Nitke et. al. v. Ashcroft challenges the obscenity provisions in the Communications Decency Act (CDA). Barbara Nitke a New York photographer who works with erotic subject matter has joined with the National Coalition for Sexual Freedom in a suit that attacks the constitutionality of provisions in the CDA that create criminal penalties for people who make "obscene" materials available to people on the Internet. John Wirenius counsel on the case says that federal obscenity laws applied to the Internet have the potential to chill free speech in a serious way. Within the next year a federal court in New York City will announce its decision in the case. Regardless of what this court finds the losing side will likely appeal to the Supreme Court. The ideal outcome would be similar to the one we saw with Reno v. ACLU in which a nearly-unanimous Supreme Court vote struck down the parts of the CDA that criminalized indecent speech online.

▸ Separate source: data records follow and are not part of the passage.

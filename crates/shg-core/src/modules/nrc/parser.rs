//! Susceptibility table loading.
//!
//! Each table is a whitespace-delimited text file with at least three
//! columns per row (`index real imaginary`); columns 2 and 3 become one
//! complex value per grid point. Tables are read exactly once per run and
//! held immutably; every downstream stage borrows the loaded arrays.

use crate::common::config::RunConfig;
use crate::domain::{ComputeResult, ShgError};
use num_complex::Complex64;
use std::fs;
use std::path::Path;

/// The four independent χ⁽²⁾ tensor components of a (111) silicon surface.
#[derive(Debug, Clone, PartialEq)]
pub struct Chi2Tensor {
    pub zzz: Vec<Complex64>,
    pub zxx: Vec<Complex64>,
    pub xxz: Vec<Complex64>,
    pub xxx: Vec<Complex64>,
}

/// All tabulated spectra of one run, each matching the energy grid length.
#[derive(Debug, Clone, PartialEq)]
pub struct SusceptibilityTables {
    pub chi1: Vec<Complex64>,
    pub chi2: Chi2Tensor,
}

impl SusceptibilityTables {
    pub fn load(config: &RunConfig, grid_len: usize) -> ComputeResult<Self> {
        Ok(Self {
            chi1: load_spectrum(
                &config.table_path(&config.chi1_file),
                &config.chi1_file,
                grid_len,
            )?,
            chi2: Chi2Tensor {
                zzz: load_spectrum(
                    &config.table_path(&config.zzz_file),
                    &config.zzz_file,
                    grid_len,
                )?,
                zxx: load_spectrum(
                    &config.table_path(&config.zxx_file),
                    &config.zxx_file,
                    grid_len,
                )?,
                xxz: load_spectrum(
                    &config.table_path(&config.xxz_file),
                    &config.xxz_file,
                    grid_len,
                )?,
                xxx: load_spectrum(
                    &config.table_path(&config.xxx_file),
                    &config.xxx_file,
                    grid_len,
                )?,
            },
        })
    }

    pub fn len(&self) -> usize {
        self.chi1.len()
    }

    pub fn is_empty(&self) -> bool {
        self.chi1.is_empty()
    }

    pub fn shape_is_consistent(&self) -> bool {
        let expected = self.chi1.len();
        self.chi2.zzz.len() == expected
            && self.chi2.zxx.len() == expected
            && self.chi2.xxz.len() == expected
            && self.chi2.xxx.len() == expected
    }
}

pub fn load_spectrum(
    path: &Path,
    table_name: &str,
    expected_len: usize,
) -> ComputeResult<Vec<Complex64>> {
    let source = fs::read_to_string(path).map_err(|source| {
        ShgError::io_system(
            "IO.SPECTRUM_READ",
            format!(
                "failed to read susceptibility table '{}' ({}): {}",
                path.display(),
                table_name,
                source
            ),
        )
    })?;
    parse_spectrum_source(table_name, &source, expected_len)
}

pub fn parse_spectrum_source(
    table_name: &str,
    source: &str,
    expected_len: usize,
) -> ComputeResult<Vec<Complex64>> {
    let mut values = Vec::with_capacity(expected_len);

    for (line_number, line) in source.lines().enumerate() {
        let trimmed = line.trim();
        if trimmed.is_empty() || trimmed.starts_with('#') {
            continue;
        }

        let columns: Vec<&str> = trimmed.split_whitespace().collect();
        if columns.len() < 3 {
            return Err(shape_error(
                table_name,
                format!(
                    "line {} has {} columns, expected at least 3 (index real imaginary)",
                    line_number + 1,
                    columns.len()
                ),
            ));
        }

        let real = parse_column(table_name, columns[1], line_number + 1, "real")?;
        let imaginary = parse_column(table_name, columns[2], line_number + 1, "imaginary")?;
        values.push(Complex64::new(real, imaginary));
    }

    if values.len() != expected_len {
        return Err(shape_error(
            table_name,
            format!("has {} rows, expected {}", values.len(), expected_len),
        ));
    }

    Ok(values)
}

fn parse_column(
    table_name: &str,
    token: &str,
    line_number: usize,
    column: &str,
) -> ComputeResult<f64> {
    // Fortran-produced tables may use D exponents.
    let normalized = token.replace(['D', 'd'], "E");
    normalized
        .parse::<f64>()
        .ok()
        .filter(|value| value.is_finite())
        .ok_or_else(|| {
            shape_error(
                table_name,
                format!(
                    "line {} {} column '{}' is not a finite number",
                    line_number, column, token
                ),
            )
        })
}

fn shape_error(table_name: &str, message: impl Into<String>) -> ShgError {
    ShgError::input_validation(
        "INPUT.SPECTRUM_SHAPE",
        format!("table '{}' {}", table_name, message.into()),
    )
}
pub mod spline;

pub use spline::{ComplexSpline, CubicSpline};

/// Inclusive uniform grid with the endpoint pinned exactly.
pub fn linear_grid(start: f64, end: f64, count: usize) -> Option<Vec<f64>> {
    if count < 2 {
        return None;
    }

    let step = (end - start) / ((count - 1) as f64);
    let mut grid = Vec::with_capacity(count);
    for index in 0..count {
        grid.push(start + step * (index as f64));
    }

    if let Some(last) = grid.last_mut() {
        *last = end;
    }

    Some(grid)
}

pub fn strictly_increasing(values: &[f64]) -> bool {
    values.windows(2).all(|window| window[0] < window[1])
}

#[cfg(test)]
mod tests {
    use super::{linear_grid, strictly_increasing};

    #[test]
    fn linear_grid_is_inclusive_and_rejects_invalid_counts() {
        assert_eq!(linear_grid(0.0, 1.0, 1), None);
        let grid = linear_grid(0.0, 2.0, 5).expect("grid");
        assert_eq!(grid, vec![0.0, 0.5, 1.0, 1.5, 2.0]);
    }

    #[test]
    fn linear_grid_pins_the_endpoint_exactly() {
        let grid = linear_grid(0.01, 12.00, 1200).expect("grid");
        assert_eq!(grid.len(), 1200);
        assert_eq!(grid[0], 0.01);
        assert_eq!(*grid.last().unwrap(), 12.00);
        assert!(strictly_increasing(&grid));
    }

    #[test]
    fn strictly_increasing_rejects_ties_and_reversals() {
        assert!(strictly_increasing(&[1.0, 2.0, 3.0]));
        assert!(!strictly_increasing(&[1.0, 1.0, 3.0]));
        assert!(!strictly_increasing(&[1.0, 0.5]));
    }
}
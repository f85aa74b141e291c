use clap::Parser;
use miette::Result;
use tracing_subscriber::EnvFilter;

use atomcss::cli::{Cli, Commands};
use atomcss::output::Printer;

fn init_logging(verbose: bool) {
    let fallback = if verbose { "debug" } else { "warn" };
    let filter = EnvFilter::try_from_env("ATOMCSS_LOG")
        .unwrap_or_else(|_| EnvFilter::new(fallback));

    tracing_subscriber::fmt()
        .with_env_filter(filter)
        .with_writer(std::io::stderr)
        .with_target(false)
        .init();
}

fn main() -> Result<()> {
    let cli = Cli::parse();
    init_logging(cli.verbose);

    let printer = Printer::new();

    match cli.command {
        Commands::Build(args) => atomcss::cli::build::run(args, &printer)?,
        Commands::Check(args) => atomcss::cli::check::run(args, &printer)?,
        Commands::Init(args) => atomcss::cli::init::run(args, &printer)?,
        Commands::Completions(args) => atomcss::cli::completions::run(args)?,
    }

    Ok(())
}
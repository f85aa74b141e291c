pub mod build;
pub mod check;
pub mod completions;
pub mod init;

use clap::{Parser, Subcommand};

/// atomcss - Atomic CSS generator
#[derive(Parser, Debug)]
#[command(name = "atomcss")]
#[command(version, about, long_about = None)]
pub struct Cli {
    /// Log engine decisions (same as ATOMCSS_LOG=debug)
    #[arg(long, short, global = true)]
    pub verbose: bool,

    #[command(subcommand)]
    pub command: Commands,
}

#[derive(Subcommand, Debug)]
pub enum Commands {
    /// Scan sources and write the stylesheet
    Build(build::BuildArgs),

    /// Print the CSS generated for the given class names
    Check(check::CheckArgs),

    /// Initialize an atomcss project (generates atomcss.yaml)
    Init(init::InitArgs),

    /// Generate shell completions
    Completions(completions::CompletionsArgs),
}
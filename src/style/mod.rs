//! Style accumulation and stylesheet emission.

mod accumulator;
mod declaration;
mod emit;
mod escape;

pub use accumulator::{StyleKey, StyleMap};
pub use declaration::Declaration;
pub use emit::emit_stylesheet;
pub use escape::escape_selector;
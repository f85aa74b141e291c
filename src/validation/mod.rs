//! Validation of engine configs.
//!
//! Runs a suite of checks against a [`Config`] once, when an engine is
//! constructed. Errors make construction fail; warnings are logged and kept
//! on the engine. The same diagnostic types carry per-token problems found
//! while processing class names.

mod checks;
mod diagnostic;

pub use diagnostic::{Diagnostic, Severity, ValidationResult};

use crate::config::Config;

/// Run all validation checks against the config.
pub fn validate_config(config: &Config) -> ValidationResult {
    let mut result = ValidationResult::new();

    result.merge(checks::check_type_tokens(config));
    result.merge(checks::check_templates(config));
    result.merge(checks::check_breakpoints(config));
    result.merge(checks::check_aliases(config));

    result
}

On July 25 2005 a three-judge panel in the Southern District of New York rejected Nitke's challenge. The only question the court did answer was whether the CDA violated the Constitution on its face (or "facially " as a lawyer might put it) — and the answer was "no." What that means is that while it might be unconstitutional for someone to use the CDA to prosecute Nitke specifically there are other instances in which the court believes it would be perfectly constitutional to use the CDA to prosecute a web publisher for obscenity.
Nitke has appealed this decision to the Supreme Court.